- THE TASK -
Transcribe word for word the lines below from the line with "let before = self.heap.len();" through the line with "not be encoded", ends included.

________

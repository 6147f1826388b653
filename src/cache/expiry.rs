//! Expiration Queue Module
//!
//! Min-heap of TTL deadlines shared by every entry of one cache.
//!
//! Entries do not own timers. Arming pushes `(deadline, generation, slot)`
//! and stores the same generation on the entry; disarming only clears the
//! entry's expiry. Heap items whose generation no longer matches are stale
//! and get discarded when they surface or when the heap is compacted.

use std::cmp::{Ordering, Reverse};
use std::collections::BinaryHeap;
use std::time::Duration;

use tokio::time::Instant;

use crate::cache::Expiry;

/// Stale heap items tolerated on top of twice the live entry count.
const COMPACT_SLACK: usize = 64;

// == Deadline ==
/// A scheduled fire for the entry stored in `slot`.
#[derive(Debug, Clone, Copy, PartialEq, Eq)]
pub struct Deadline {
    pub at: Instant,
    pub generation: u64,
    pub slot: usize,
}

impl Ord for Deadline {
    fn cmp(&self, other: &Self) -> Ordering {
        self.at
            .cmp(&other.at)
            .then(self.generation.cmp(&other.generation))
    }
}

impl PartialOrd for Deadline {
    fn partial_cmp(&self, other: &Self) -> Option<Ordering> {
        Some(self.cmp(other))
    }
}

// == Expiry Queue ==
#[derive(Debug, Default)]
pub struct ExpiryQueue {
    heap: BinaryHeap<Reverse<Deadline>>,
    next_generation: u64,
}

impl ExpiryQueue {
    pub fn new() -> Self {
        Self::default()
    }

    // == Arm ==
    /// Schedules a fire for `slot` at `now + ttl`.
    ///
    /// Returns the expiry to store on the entry and whether it became the
    /// earliest pending deadline (the expiration task must then be woken).
    pub fn arm(&mut self, slot: usize, ttl: Duration, now: Instant) -> (Expiry, bool) {
        self.next_generation += 1;
        let deadline = Deadline {
            at: now + ttl,
            generation: self.next_generation,
            slot,
        };
        let earliest = self
            .peek()
            .map_or(true, |current| deadline.at < current.at);
        self.heap.push(Reverse(deadline));

        let expiry = Expiry {
            deadline: deadline.at,
            ttl,
            generation: deadline.generation,
        };
        (expiry, earliest)
    }

    // == Peek ==
    /// Earliest scheduled fire, possibly stale.
    pub fn peek(&self) -> Option<Deadline> {
        self.heap.peek().map(|Reverse(deadline)| *deadline)
    }

    /// Removes the earliest scheduled fire.
    pub fn pop(&mut self) -> Option<Deadline> {
        self.heap.pop().map(|Reverse(deadline)| deadline)
    }

    // == Pop Due ==
    /// Removes and returns the earliest fire if it is due at `now`.
    pub fn pop_due(&mut self, now: Instant) -> Option<Deadline> {
        match self.peek() {
            Some(deadline) if deadline.at <= now => self.pop(),
            _ => None,
        }
    }

    // == Compact ==
    /// Drops stale items once they outnumber live entries.
    ///
    /// `is_live` reports whether a slot is still armed with a generation.
    /// Returns the number of items dropped.
    pub fn compact_if_needed<F>(&mut self, live_entries: usize, is_live: F) -> usize
    where
        F: Fn(usize, u64) -> bool,
    {
        if self.heap.len() <= live_entries * 2 + COMPACT_SLACK {
            return 0;
        }
        let before = self.heap.len();
        self.heap
            .retain(|Reverse(deadline)| is_live(deadline.slot, deadline.generation));
        before - self.heap.len()
    }

    pub fn clear(&mut self) {
        self.heap.clear();
    }

    pub fn len(&self) -> usize {
        self.heap.len()
    }

    pub fn is_empty(&self) -> bool {
        self.heap.is_empty()
    }
}
//! Error types for the cache
//!
//! Provides unified error handling using thiserror. Lookups never fail: a
//! missing key is reported through `Option`/`bool`, so the only errors are
//! rejected configuration and the I/O of the export collaborator.

use thiserror::Error;

// == Cache Error Enum ==
/// Unified error type for the cache.
#[derive(Error, Debug)]
pub enum CacheError {
    /// Capacity must be at least one entry
    #[error("Invalid capacity: {0}")]
    InvalidCapacity(String),

    /// No tokio runtime to host the expiration task
    #[error("Runtime unavailable: {0}")]
    RuntimeUnavailable(String),

    /// Snapshot file could not be written
    #[error("I/O error: {0}")]
    Io(#[from] std::io::Error),

    /// Snapshot could not be encoded
    #[error("Serialization error: {0}")]
    Serialization(#[from] serde_json::Error),
}

// == Result Type Alias ==
/// Convenience Result type for the cache.
pub type Result<T> = std::result::Result<T, CacheError>;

________

- PROBLEM SOLUTION -
        let before = self.heap.len();
        self.heap
            .retain(|Reverse(deadline)| is_live(deadline.slot, deadline.generation));
        before - self.heap.len()
    }

    pub fn clear(&mut self) {
        self.heap.clear();
    }

    pub fn len(&self) -> usize {
        self.heap.len()
    }

    pub fn is_empty(&self) -> bool {
        self.heap.is_empty()
    }
}
//! Error types for the cache
//!
//! Provides unified error handling using thiserror. Lookups never fail: a
//! missing key is reported through `Option`/`bool`, so the only errors are
//! rejected configuration and the I/O of the export collaborator.

use thiserror::Error;

// == Cache Error Enum ==
/// Unified error type for the cache.
#[derive(Error, Debug)]
pub enum CacheError {
    /// Capacity must be at least one entry
    #[error("Invalid capacity: {0}")]
    InvalidCapacity(String),

    /// No tokio runtime to host the expiration task
    #[error("Runtime unavailable: {0}")]
    RuntimeUnavailable(String),

    /// Snapshot file could not be written
    #[error("I/O error: {0}")]
    Io(#[from] std::io::Error),

    /// Snapshot could not be encoded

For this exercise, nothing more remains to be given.